[Supplied material]
//! Zlib compression for mesh payloads.
//!
//! The peer decompresses with a stock zlib, so output must be a standard
//! zlib stream (`78 9C` header), never raw deflate.

use flate2::write::ZlibEncoder;
use flate2::{Compression, Decompress, FlushDecompress, Status};
use std::io::Write;
use thiserror::Error;

#[derive(Error, Debug)]
pub enum ZlibError {
    #[error("compression failed: {0}")]
    CompressionFailed(String),

    #[error("decode failed: {0}")]
    DecodeFailed(String),
}

/// Compress to a standard zlib stream at the default level.
pub fn compress(data: &[u8]) -> Result<Vec<u8>, ZlibError> {
    let mut encoder = ZlibEncoder::new(Vec::with_capacity(data.len() / 2 + 16), Compression::default());
    encoder
        .write_all(data)
        .map_err(|e| ZlibError::CompressionFailed(e.to_string()))?;
    encoder
        .finish()
        .map_err(|e| ZlibError::CompressionFailed(e.to_string()))
}

/// Inflate a zlib stream, growing the output buffer by doubling across up to
/// three attempts.
pub fn decompress(data: &[u8]) -> Result<Vec<u8>, ZlibError> {
    if data.first() != Some(&0x78) {
        return Err(ZlibError::DecodeFailed("missing zlib header".into()));
    }

    let mut capacity = (data.len() * 4).max(8192);
    for _ in 0..3 {
        let mut inflater = Decompress::new(true);
        let mut out = Vec::with_capacity(capacity);
        match inflater.decompress_vec(data, &mut out, FlushDecompress::Finish) {
            Ok(Status::StreamEnd) => return Ok(out),
            Ok(Status::Ok) | Ok(Status::BufError) => capacity *= 2,
            Err(e) => return Err(ZlibError::DecodeFailed(e.to_string())),
        }
    }
    Err(ZlibError::DecodeFailed("output buffer limit reached".into()))
}

#[cfg(test)]
mod tests {
    use super::*;

    #[test]
    fn test_roundtrip() {
        let data = b"<event uid=\"U1\"/>".repeat(50);
        let compressed = compress(&data).unwrap();
        assert!(compressed.len() < data.len());
        assert_eq!(decompress(&compressed).unwrap(), data);
    }

    #[test]
    fn test_standard_header() {
        let compressed = compress(b"hello").unwrap();
        assert_eq!(compressed[0], 0x78);
        assert_eq!(compressed[1], 0x9C);
    }

    #[test]
    fn test_empty_roundtrip() {
        let compressed = compress(b"").unwrap();
        assert_eq!(decompress(&compressed).unwrap(), Vec::<u8>::new());
    }

    #[test]
    fn test_garbage_is_rejected() {
        assert!(decompress(b"not zlib at all").is_err());
        // Right header, corrupt body.
        assert!(decompress(&[0x78, 0x9C, 0xFF, 0xFF, 0xFF]).is_err());
    }

    #[test]
    fn test_expansive_payload_grows_buffer() {
        // Compresses to a few dozen bytes but inflates past the initial
        // buffer, forcing the doubling retries.
        let data = vec![0u8; 20_000];
        let compressed = compress(&data).unwrap();
        assert!(compressed.len() < 100);
        assert_eq!(decompress(&compressed).unwrap(), data);
    }
}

[Your goal]
Transcribe each of the records above exactly.

[Your solution]
//! Zlib compression for mesh payloads.
//!
//! The peer decompresses with a stock zlib, so output must be a standard
//! zlib stream (`78 9C` header), never raw deflate.

use flate2::write::ZlibEncoder;
use flate2::{Compression, Decompress, FlushDecompress, Status};
use std::io::Write;
use thiserror::Error;

#[derive(Error, Debug)]
pub enum ZlibError {
    #[error("compression failed: {0}")]
    CompressionFailed(String),

    #[error("decode failed: {0}")]
    DecodeFailed(String),
}

/// Compress to a standard zlib stream at the default level.
pub fn compress(data: &[u8]) -> Result<Vec<u8>, ZlibError> {
    let mut encoder = ZlibEncoder::new(Vec::with_capacity(data.len() / 2 + 16), Compression::default());
    encoder
        .write_all(data)
        .map_err(|e| ZlibError::CompressionFailed(e.to_string()))?;
    encoder
        .finish()
        .map_err(|e| ZlibError::CompressionFailed(e.to_string()))
}

/// Inflate a zlib stream, growing the output buffer by doubling across up to
/// three attempts.
pub fn decompress(data: &[u8]) -> Result<Vec<u8>, ZlibError> {
    if data.first() != Some(&0x78) {
        return Err(ZlibError::DecodeFailed("missing zlib header".into()));
    }

    let mut capacity = (data.len() * 4).max(8192);
    for _ in 0..3 {
        let mut inflater = Decompress::new(true);
        let mut out = Vec::with_capacity(capacity);
        match inflater.decompress_vec(data, &mut out, FlushDecompress::Finish) {
            Ok(Status::StreamEnd) => return Ok(out),
            Ok(Status::Ok) | Ok(Status::BufError) => capacity *= 2,
            Err(e) => return Err(ZlibError::DecodeFailed(e.to_string())),
        }
    }
    Err(ZlibError::DecodeFailed("output buffer limit reached".into()))
}

#[cfg(test)]
mod tests {
    use super::*;

    #[test]
    fn test_roundtrip() {
        let data = b"<event uid=\"U1\"/>".repeat(50);
        let compressed = compress(&data).unwrap();
        assert!(compressed.len() < data.len());
        assert_eq!(decompress(&compressed).unwrap(), data);
    }

    #[test]
    fn test_standard_header() {
        let compressed = compress(b"hello").unwrap();
        assert_eq!(compressed[0], 0x78);
        assert_eq!(compressed[1], 0x9C);
    }

    #[test]
    fn test_empty_roundtrip() {
        let compressed = compress(b"").unwrap();
        assert_eq!(decompress(&compressed).unwrap(), Vec::<u8>::new());
    }

    #[test]
    fn test_garbage_is_rejected() {
        assert!(decompress(b"not zlib at all").is_err());
        // Right header, corrupt body.
        assert!(decompress(&[0x78, 0x9C, 0xFF, 0xFF, 0xFF]).is_err());
    }

    #[test]
    fn test_expansive_payload_grows_buffer() {
        // Compresses to a few dozen bytes but inflates past the initial
        // buffer, forcing the doubling retries.
        let data = vec![0u8; 20_000];
        let compressed = compress(&data).unwrap();
        assert!(compressed.len() < 100);
        assert_eq!(decompress(&compressed).unwrap(), data);
    }
}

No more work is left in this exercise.